AHMET ile Nedim çıktılar.
Çıktıkları gün de açıklama yaptılar.
“Aklımız içeride kalanlarda” dediler.
“Biz salıverildiysek diğerleri neden salıverilmedi?” diye sordular.
Haklılar...
Eğer Ahmet ile Nedim için “suçun vasfının değişme ihtimali” belirmişse, diğerleri için de bu ihtimalin belirmesi gerekmez mi?
Eğer Ahmet ve Nedim için bir komplo söz konusu ise, diğerleri için de bir komplo söz konusu olamaz mı?
- Mesela Ahmet Şık’ın hapisten çıktığı gün “kendisinden hiç hazzetmiyorum ama neden içeride” diye sorduğu Yalçın Küçük...

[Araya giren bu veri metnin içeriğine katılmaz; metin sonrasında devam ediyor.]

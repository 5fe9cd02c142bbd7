//! # Storage Layer
//!
//! Everything that touches the filesystem. The task tree itself lives only in
//! memory; this layer supplies the inputs it starts from.
//!
//! | Data | Format | Location |
//! |------|--------|----------|
//! | Seed tasks | JSON array or JSONL | `--seed` / `[seed] path` |
//! | Config | TOML | `--config`, `TASKTREE_CONFIG`, or `<config dir>/tasktree/config.toml` |
//!
//! ## Key Types
//!
//! - [`SeedSource`] - Where the initial task list comes from
//! - [`SeedFile`] - Reads seed tasks under a shared file lock
//! - [`Config`] - Store, seed, and output settings

mod seed;
mod config;

pub use seed::{builtin, SeedFile, SeedSource};
pub use config::{Config, ConfigError, OutputConfig, OutputFormat, SeedConfig, StoreConfig};
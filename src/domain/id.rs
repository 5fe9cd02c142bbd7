//! Task identifiers and id allocation
//!
//! Ids are plain `u64` values. Two allocation strategies exist:
//! - `Timestamp`: derived from wall-clock milliseconds, bumped past the last
//!   issued id so two tasks created in the same millisecond never collide
//! - `Sequential`: `1, 2, 3, ...`
//!
//! Both strategies are strictly increasing within one allocator.

use chrono::Utc;
use serde::{Deserialize, Serialize};
use std::fmt;
use std::str::FromStr;
use thiserror::Error;

#[derive(Debug, Clone, Error, PartialEq, Eq)]
pub enum IdError {
    #[error("Invalid task ID: expected a positive integer, got '{0}'")]
    InvalidTaskId(String),

    #[error("No task IDs left after {0}")]
    Exhausted(TaskId),
}

/// Identifier of a task, stable for the task's lifetime
#[derive(Debug, Clone, Copy, PartialEq, Eq, Hash, PartialOrd, Ord, Serialize, Deserialize)]
#[serde(transparent)]
pub struct TaskId(u64);

impl TaskId {
    pub const fn new(value: u64) -> Self {
        Self(value)
    }

    /// Returns the raw numeric value
    pub fn value(&self) -> u64 {
        self.0
    }
}

impl fmt::Display for TaskId {
    fn fmt(&self, f: &mut fmt::Formatter<'_>) -> fmt::Result {
        write!(f, "{}", self.0)
    }
}

impl FromStr for TaskId {
    type Err = IdError;

    fn from_str(s: &str) -> Result<Self, Self::Err> {
        let s = s.trim();
        match s.parse::<u64>() {
            Ok(0) | Err(_) => Err(IdError::InvalidTaskId(s.to_string())),
            Ok(value) => Ok(Self(value)),
        }
    }
}

impl From<u64> for TaskId {
    fn from(value: u64) -> Self {
        Self(value)
    }
}

/// How new ids are generated
#[derive(Debug, Clone, Copy, PartialEq, Eq, Default, Serialize, Deserialize)]
#[serde(rename_all = "snake_case")]
pub enum IdStrategy {
    /// Milliseconds since epoch, forced strictly increasing
    #[default]
    Timestamp,
    /// Counter starting at 1
    Sequential,
}

impl IdStrategy {
    pub fn as_str(&self) -> &str {
        match self {
            IdStrategy::Timestamp => "timestamp",
            IdStrategy::Sequential => "sequential",
        }
    }
}

/// Returns current timestamp in milliseconds since epoch
fn current_timestamp() -> u64 {
    u64::try_from(Utc::now().timestamp_millis()).unwrap_or(0)
}

/// Hands out fresh task ids
#[derive(Debug, Clone, PartialEq, Eq)]
pub struct IdAllocator {
    strategy: IdStrategy,
    last: u64,
}

impl IdAllocator {
    pub fn new(strategy: IdStrategy) -> Self {
        Self { strategy, last: 0 }
    }

    /// Makes sure every future id is greater than `id`
    pub fn observe(&mut self, id: TaskId) {
        self.last = self.last.max(id.value());
    }

    /// Returns the next id, or `Exhausted` once every id up to `u64::MAX` is taken
    pub fn next_id(&mut self) -> Result<TaskId, IdError> {
        let floor = self
            .last
            .checked_add(1)
            .ok_or(IdError::Exhausted(TaskId(self.last)))?;
        let next = match self.strategy {
            IdStrategy::Timestamp => current_timestamp().max(floor),
            IdStrategy::Sequential => floor,
        };
        self.last = next;
        Ok(TaskId(next))
    }
}

impl Default for IdAllocator {
    fn default() -> Self {
        Self::new(IdStrategy::default())
    }
}
//! Domain models for tasktree
//!
//! Contains the task tree and its mutation rules without any I/O concerns.

mod id;
mod task;
mod graph;
mod store;
mod shared;

pub use id::{IdAllocator, IdError, IdStrategy, TaskId};
pub use task::{Task, TaskNode};
pub use graph::{check_tree, IntegrityError, TaskGraph};
pub use store::{CascadeMode, MoveRejection, StoreError, StoreOptions, TaskStore, Walk};
pub use shared::SharedTaskStore;
#[cfg(test)]
mod tests {
    use super::*;

    fn sequential() -> TaskStore {
        TaskStore::with_options(StoreOptions {
            ids: IdStrategy::Sequential,
            cascade: CascadeMode::Symmetric,
        })
    }

    fn root_ids(store: &TaskStore) -> Vec<TaskId> {
        store.list_roots().iter().map(|t| t.id).collect()
    }

    fn missing() -> TaskId {
        TaskId::new(999)
    }

    #[test]
    fn create_then_query_round_trip() {
        let mut store = sequential();
        let parent = store.create(None, "Study").unwrap();
        let id = store.create(Some(parent), "x").unwrap();

        let task = store.query(id).unwrap();
        assert_eq!(task.text, "x");
        assert!(!task.completed);
        assert!(task.children.is_empty());
        assert_eq!(task.parent_id, Some(parent));
        assert_eq!(store.query(parent).unwrap().children, vec![id]);
        assert!(store.verify().is_ok());
    }

    #[test]
    fn create_appends_children_and_roots() {
        let mut store = sequential();
        let a = store.create(None, "A").unwrap();
        let b = store.create(None, "B").unwrap();
        let a1 = store.create(Some(a), "A1").unwrap();
        let a2 = store.create(Some(a), "A2").unwrap();

        assert_eq!(root_ids(&store), vec![a, b]);
        assert_eq!(store.query(a).unwrap().children, vec![a1, a2]);
        assert_eq!(store.len(), 4);
    }

    #[test]
    fn create_under_missing_parent_is_no_op() {
        let mut store = sequential();
        store.create(None, "A").unwrap();
        let before = store.clone();

        assert_eq!(
            store.create(Some(missing()), "orphan"),
            Err(StoreError::NotFound(missing()))
        );
        assert_eq!(store, before);

        // No id was consumed by the failed call
        assert_eq!(store.create(None, "B").unwrap(), TaskId::new(2));
    }

    #[test]
    fn set_text_replaces_even_when_completed() {
        let mut store = sequential();
        let a = store.create(None, "A").unwrap();
        store.set_completed(a, true).unwrap();
        store.set_text(a, "renamed").unwrap();

        let task = store.query(a).unwrap();
        assert_eq!(task.text, "renamed");
        assert!(task.completed);
    }

    #[test]
    fn completing_parent_cascades_to_subtree() {
        let mut store = sequential();
        let r = store.create(None, "R").unwrap();
        let a = store.create(Some(r), "A").unwrap();
        let b = store.create(Some(r), "B").unwrap();
        let a1 = store.create(Some(a), "A1").unwrap();
        let other = store.create(None, "Other").unwrap();

        store.set_completed(r, true).unwrap();

        for id in [r, a, b, a1] {
            assert!(store.query(id).unwrap().completed, "task {} not completed", id);
        }
        assert!(!store.query(other).unwrap().completed);
    }

    #[test]
    fn uncompleting_cascades_in_symmetric_mode() {
        let mut store = sequential();
        let r = store.create(None, "R").unwrap();
        let a = store.create(Some(r), "A").unwrap();
        store.set_completed(r, true).unwrap();

        store.set_completed(r, false).unwrap();

        assert!(!store.query(r).unwrap().completed);
        assert!(!store.query(a).unwrap().completed);
    }

    #[test]
    fn uncompleting_stays_local_in_complete_only_mode() {
        let mut store = TaskStore::with_options(StoreOptions {
            ids: IdStrategy::Sequential,
            cascade: CascadeMode::CompleteOnly,
        });
        assert_eq!(store.cascade_mode(), CascadeMode::CompleteOnly);
        let r = store.create(None, "R").unwrap();
        let a = store.create(Some(r), "A").unwrap();
        store.set_completed(r, true).unwrap();
        assert!(store.query(a).unwrap().completed);

        store.set_completed(r, false).unwrap();

        assert!(!store.query(r).unwrap().completed);
        assert!(store.query(a).unwrap().completed);
    }

    #[test]
    fn completing_children_does_not_complete_parent() {
        let mut store = sequential();
        let r = store.create(None, "R").unwrap();
        let a = store.create(Some(r), "A").unwrap();
        let b = store.create(Some(r), "B").unwrap();

        store.set_completed(a, true).unwrap();
        store.set_completed(b, true).unwrap();

        assert!(!store.query(r).unwrap().completed);
    }

    #[test]
    fn toggle_inverts_and_cascades() {
        let mut store = sequential();
        let r = store.create(None, "R").unwrap();
        let a = store.create(Some(r), "A").unwrap();

        assert_eq!(store.toggle_completed(r), Ok(true));
        assert!(store.query(a).unwrap().completed);

        assert_eq!(store.toggle_completed(r), Ok(false));
        assert!(!store.query(a).unwrap().completed);
    }

    #[test]
    fn delete_removes_subtree() {
        let mut store = sequential();
        let r = store.create(None, "R").unwrap();
        let a = store.create(Some(r), "A").unwrap();
        let a1 = store.create(Some(a), "A1").unwrap();

        assert_eq!(store.delete(a), Ok(2));

        assert!(store.query(r).unwrap().children.is_empty());
        assert_eq!(store.query(a), Err(StoreError::NotFound(a)));
        assert_eq!(store.query(a1), Err(StoreError::NotFound(a1)));
        assert!(store.verify().is_ok());
    }

    #[test]
    fn delete_keeps_sibling_order() {
        let mut store = sequential();
        let r = store.create(None, "R").unwrap();
        let a = store.create(Some(r), "A").unwrap();
        let b = store.create(Some(r), "B").unwrap();
        let c = store.create(Some(r), "C").unwrap();

        store.delete(b).unwrap();

        assert_eq!(store.query(r).unwrap().children, vec![a, c]);
    }

    #[test]
    fn delete_root_updates_root_order() {
        let mut store = sequential();
        let a = store.create(None, "A").unwrap();
        let b = store.create(None, "B").unwrap();
        let c = store.create(None, "C").unwrap();
        store.create(Some(b), "B1").unwrap();

        assert_eq!(store.delete(b), Ok(2));

        assert_eq!(root_ids(&store), vec![a, c]);
        assert_eq!(store.len(), 2);
        assert!(store.verify().is_ok());
    }

    #[test]
    fn indent_first_root_is_invalid() {
        let mut store = sequential();
        let a = store.create(None, "A").unwrap();
        store.create(None, "B").unwrap();
        let before = store.clone();

        let err = store.indent(a).unwrap_err();
        assert_eq!(
            err,
            StoreError::InvalidPosition {
                id: a,
                reason: MoveRejection::NoPrecedingSibling
            }
        );
        assert!(err.is_invalid_position());
        assert_eq!(store, before);
    }

    #[test]
    fn indent_root_under_preceding_sibling() {
        let mut store = sequential();
        let s = store.create(None, "S").unwrap();
        let existing = store.create(Some(s), "S1").unwrap();
        let t = store.create(None, "T").unwrap();
        let after = store.create(None, "U").unwrap();

        store.indent(t).unwrap();

        assert_eq!(store.query(t).unwrap().parent_id, Some(s));
        assert_eq!(store.query(s).unwrap().children, vec![existing, t]);
        assert_eq!(root_ids(&store), vec![s, after]);
        assert!(store.verify().is_ok());
    }

    #[test]
    fn indent_child_under_preceding_sibling_keeps_subtree() {
        let mut store = sequential();
        let r = store.create(None, "R").unwrap();
        let a = store.create(Some(r), "A").unwrap();
        let b = store.create(Some(r), "B").unwrap();
        let b1 = store.create(Some(b), "B1").unwrap();

        store.indent(b).unwrap();

        assert_eq!(store.query(r).unwrap().children, vec![a]);
        assert_eq!(store.query(a).unwrap().children, vec![b]);
        assert_eq!(store.query(b).unwrap().children, vec![b1]);
        assert_eq!(store.query(b1).unwrap().parent_id, Some(b));
        assert!(store.verify().is_ok());
    }

    #[test]
    fn indent_first_child_is_invalid() {
        let mut store = sequential();
        let r = store.create(None, "R").unwrap();
        let a = store.create(Some(r), "A").unwrap();

        assert!(store.indent(a).unwrap_err().is_invalid_position());
        assert_eq!(store.query(a).unwrap().parent_id, Some(r));
    }

    #[test]
    fn unindent_root_is_invalid() {
        let mut store = sequential();
        let a = store.create(None, "A").unwrap();
        let before = store.clone();

        assert_eq!(
            store.unindent(a),
            Err(StoreError::InvalidPosition {
                id: a,
                reason: MoveRejection::AlreadyRoot
            })
        );
        assert_eq!(store, before);
    }

    #[test]
    fn indent_then_unindent_restores_two_roots() {
        let mut store = sequential();
        let p = store.create(None, "P").unwrap();
        let c = store.create(None, "C").unwrap();

        store.indent(c).unwrap();
        assert_eq!(store.query(c).unwrap().parent_id, Some(p));
        assert_eq!(root_ids(&store), vec![p]);

        store.unindent(c).unwrap();
        assert_eq!(store.query(c).unwrap().parent_id, None);
        assert_eq!(root_ids(&store), vec![p, c]);
        assert!(store.query(p).unwrap().children.is_empty());
    }

    #[test]
    fn unindent_to_root_lands_right_after_former_parent() {
        let mut store = sequential();
        let a = store.create(None, "A").unwrap();
        let b = store.create(None, "B").unwrap();
        let c = store.create(None, "C").unwrap();
        let b1 = store.create(Some(b), "B1").unwrap();
        let b2 = store.create(Some(b), "B2").unwrap();

        store.unindent(b1).unwrap();

        assert_eq!(root_ids(&store), vec![a, b, b1, c]);
        assert_eq!(store.query(b).unwrap().children, vec![b2]);
        assert!(store.verify().is_ok());
    }

    #[test]
    fn unindent_nested_lands_right_after_former_parent() {
        let mut store = sequential();
        let r = store.create(None, "R").unwrap();
        let a = store.create(Some(r), "A").unwrap();
        let b = store.create(Some(r), "B").unwrap();
        let a1 = store.create(Some(a), "A1").unwrap();
        let a1x = store.create(Some(a1), "A1x").unwrap();

        store.unindent(a1).unwrap();

        assert_eq!(store.query(r).unwrap().children, vec![a, a1, b]);
        assert_eq!(store.query(a1).unwrap().parent_id, Some(r));
        assert_eq!(store.query(a1).unwrap().children, vec![a1x]);
        assert!(store.query(a).unwrap().children.is_empty());
        assert!(store.verify().is_ok());
    }

    #[test]
    fn missing_ids_report_not_found_without_changes() {
        let mut store = sequential();
        let r = store.create(None, "R").unwrap();
        store.create(Some(r), "A").unwrap();
        let before = store.clone();
        let id = missing();
        let not_found = StoreError::NotFound(id);

        assert_eq!(store.set_text(id, "x"), Err(not_found.clone()));
        assert_eq!(store.set_completed(id, true), Err(not_found.clone()));
        assert_eq!(store.toggle_completed(id), Err(not_found.clone()));
        assert_eq!(store.delete(id), Err(not_found.clone()));
        assert_eq!(store.indent(id), Err(not_found.clone()));
        assert_eq!(store.unindent(id), Err(not_found.clone()));
        assert_eq!(store.query(id), Err(not_found.clone()));
        assert_eq!(store.children(id), Err(not_found.clone()));
        assert_eq!(store.subtree(id), Err(not_found));

        assert_eq!(store, before);
    }

    #[test]
    fn walk_visits_in_display_order() {
        let mut store = sequential();
        let a = store.create(None, "A").unwrap();
        let b = store.create(None, "B").unwrap();
        let a1 = store.create(Some(a), "A1").unwrap();
        let a1x = store.create(Some(a1), "A1x").unwrap();
        let a2 = store.create(Some(a), "A2").unwrap();

        let visited: Vec<_> = store.walk().map(|(depth, t)| (depth, t.id)).collect();
        assert_eq!(visited, vec![(0, a), (1, a1), (2, a1x), (1, a2), (0, b)]);
    }

    #[test]
    fn tree_resolves_nested_children() {
        let mut store = sequential();
        let a = store.create(None, "A").unwrap();
        let a1 = store.create(Some(a), "A1").unwrap();
        store.create(None, "B").unwrap();

        let tree = store.tree();
        assert_eq!(tree.len(), 2);
        assert_eq!(tree[0].id, a);
        assert_eq!(tree[0].children[0].id, a1);
        assert_eq!(tree[0].size(), 2);
        assert_eq!(store.subtree(a).unwrap(), tree[0]);
    }

    #[test]
    fn from_tasks_keeps_seed_order_and_skips_seeded_ids() {
        let mut study = Task::new(TaskId::new(20), "Study", None);
        study.children = vec![TaskId::new(21)];
        let seed = vec![
            Task::new(TaskId::new(10), "Refactor Code", None),
            study,
            Task::new(TaskId::new(21), "Study Typescript", Some(TaskId::new(20))),
        ];

        let mut store = TaskStore::from_tasks(
            seed,
            StoreOptions {
                ids: IdStrategy::Sequential,
                cascade: CascadeMode::Symmetric,
            },
        )
        .unwrap();

        assert_eq!(root_ids(&store), vec![TaskId::new(10), TaskId::new(20)]);
        assert_eq!(store.create(None, "new").unwrap(), TaskId::new(22));
    }

    #[test]
    fn from_tasks_rejects_broken_seed() {
        let seed = vec![Task::new(TaskId::new(1), "orphan", Some(TaskId::new(2)))];
        assert!(TaskStore::from_tasks(seed, StoreOptions::default()).is_err());
    }

    #[test]
    fn timestamp_store_ids_are_unique() {
        let mut store = TaskStore::new();
        let ids: Vec<_> = (0..50)
            .map(|i| store.create(None, format!("t{}", i)).unwrap())
            .collect();

        assert!(ids.windows(2).all(|w| w[0] < w[1]));
        assert_eq!(store.list_roots().len(), 50);
    }

    #[test]
    fn create_after_max_seeded_id_fails_without_changes() {
        let max = TaskId::new(u64::MAX);
        let mut store = TaskStore::from_tasks(
            vec![Task::new(max, "seeded", None)],
            StoreOptions {
                ids: IdStrategy::Sequential,
                cascade: CascadeMode::Symmetric,
            },
        )
        .unwrap();
        let before = store.clone();

        let err = store.create(None, "new").unwrap_err();

        assert_eq!(err, StoreError::Ids(IdError::Exhausted(max)));
        assert!(!err.is_invalid_position());
        assert_eq!(store, before);
        assert_eq!(store.query(max).unwrap().text, "seeded");
        assert!(store.verify().is_ok());
    }
}
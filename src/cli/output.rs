//! Output formatting for CLI commands

use serde::Serialize;
use tracing::warn;

pub use crate::storage::OutputFormat;

/// Output helper for consistent formatting
pub struct Output {
    format: OutputFormat,
}

impl Output {
    pub fn new(format: OutputFormat) -> Self {
        Self { format }
    }

    /// Prints a success message
    pub fn success(&self, message: &str) {
        match self.format {
            OutputFormat::Text => println!("{}", message),
            OutputFormat::Json => {
                println!(
                    "{}",
                    serde_json::json!({
                        "success": true,
                        "message": message
                    })
                );
            }
        }
    }

    /// Prints a non-fatal notice (a request that was ignored)
    pub fn notice(&self, message: &str) {
        match self.format {
            OutputFormat::Text => println!("Note: {}", message),
            OutputFormat::Json => {
                println!(
                    "{}",
                    serde_json::json!({
                        "success": true,
                        "ignored": true,
                        "message": message
                    })
                );
            }
        }
    }

    /// Prints an error message
    pub fn error(&self, message: &str) {
        match self.format {
            OutputFormat::Text => eprintln!("Error: {}", message),
            OutputFormat::Json => {
                eprintln!(
                    "{}",
                    serde_json::json!({
                        "success": false,
                        "error": message
                    })
                );
            }
        }
    }

    /// Prints structured data, reporting serialization failures as errors
    pub fn data<T: Serialize>(&self, data: &T) {
        match self.render(data) {
            Ok(json) => println!("{}", json),
            Err(e) => {
                warn!("Failed to serialize output: {}", e);
                self.error(&format!("Failed to serialize output: {}", e));
            }
        }
    }

    /// Serializes `data` as JSON; pretty-printed in text mode
    fn render<T: Serialize>(&self, data: &T) -> serde_json::Result<String> {
        match self.format {
            OutputFormat::Text => serde_json::to_string_pretty(data),
            OutputFormat::Json => serde_json::to_string(data),
        }
    }

    /// Prints pre-rendered text (text only, ignored in JSON mode)
    pub fn text(&self, text: &str) {
        if self.format == OutputFormat::Text {
            print!("{}", text);
        }
    }

    /// Returns true if using JSON format
    pub fn is_json(&self) -> bool {
        self.format == OutputFormat::Json
    }
}
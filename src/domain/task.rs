//! Task domain model
//!
//! A task is one item of the hierarchical list. Relationships are expressed
//! as ids only (`parent_id` and `children`), never as embedded references;
//! the [`TaskStore`](super::TaskStore) keeps both directions consistent.

use serde::{Deserialize, Serialize};

use super::id::TaskId;

/// A single item of the task tree
#[derive(Debug, Clone, PartialEq, Eq, Serialize, Deserialize)]
#[serde(rename_all = "camelCase")]
pub struct Task {
    /// Unique identifier
    pub id: TaskId,

    /// Display text
    pub text: String,

    /// Completion flag
    #[serde(default)]
    pub completed: bool,

    /// Parent task, `None` for roots
    #[serde(default, skip_serializing_if = "Option::is_none")]
    pub parent_id: Option<TaskId>,

    /// Child ids in display order
    #[serde(default, skip_serializing_if = "Vec::is_empty")]
    pub children: Vec<TaskId>,
}

impl Task {
    /// Creates a new incomplete task without children
    pub fn new(id: TaskId, text: impl Into<String>, parent_id: Option<TaskId>) -> Self {
        Self {
            id,
            text: text.into(),
            completed: false,
            parent_id,
            children: Vec::new(),
        }
    }

    /// Returns true if this task has no parent
    pub fn is_root(&self) -> bool {
        self.parent_id.is_none()
    }

    /// Position of `child` among this task's children
    pub fn child_position(&self, child: TaskId) -> Option<usize> {
        self.children.iter().position(|c| *c == child)
    }

    /// Removes `child` from the children list, keeping sibling order
    pub(crate) fn detach_child(&mut self, child: TaskId) -> Option<usize> {
        let index = self.child_position(child)?;
        self.children.remove(index);
        Some(index)
    }
}

/// Nested snapshot of a task and its resolved subtree, for rendering
#[derive(Debug, Clone, PartialEq, Eq, Serialize)]
pub struct TaskNode {
    pub id: TaskId,
    pub text: String,
    pub completed: bool,
    pub children: Vec<TaskNode>,
}

impl TaskNode {
    /// Number of nodes in this subtree, including this one
    pub fn size(&self) -> usize {
        1 + self.children.iter().map(TaskNode::size).sum::<usize>()
    }
}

- Mesela aynı dava kapsamında tutuklu olan Soner Yalçın ve arkadaşları...
- Mesela “İddianameye göre İklim Ayfer Kaleli’nin işlediği öne sürülen suçlar ve onun için talep edilen ceza benden fazla. O tutuksuz, ben tutukluyum. Neden? Bir yıldır bu sorunun cevabını arıyorum” diyen Müyesser Yıldız.
- Mesela Kürt sorununda işler kızıştığında ilk içeri atılan isim olan Ragıp Zarakolu...
- Mesela KCK adlı örgüte üye olmak suçlamasıyla tutuklanan Büşra Ersanlı...

Ahmet ile Nedim’in tahliye edilmesi, içeride kalanların unutulmalarına değil, daha fazla hatırlanmalarına yol açmalı.

Ancak o zaman Ahmet ile Nedim’in tahliyesi gerçekten önemli bir işlev görmüş olur.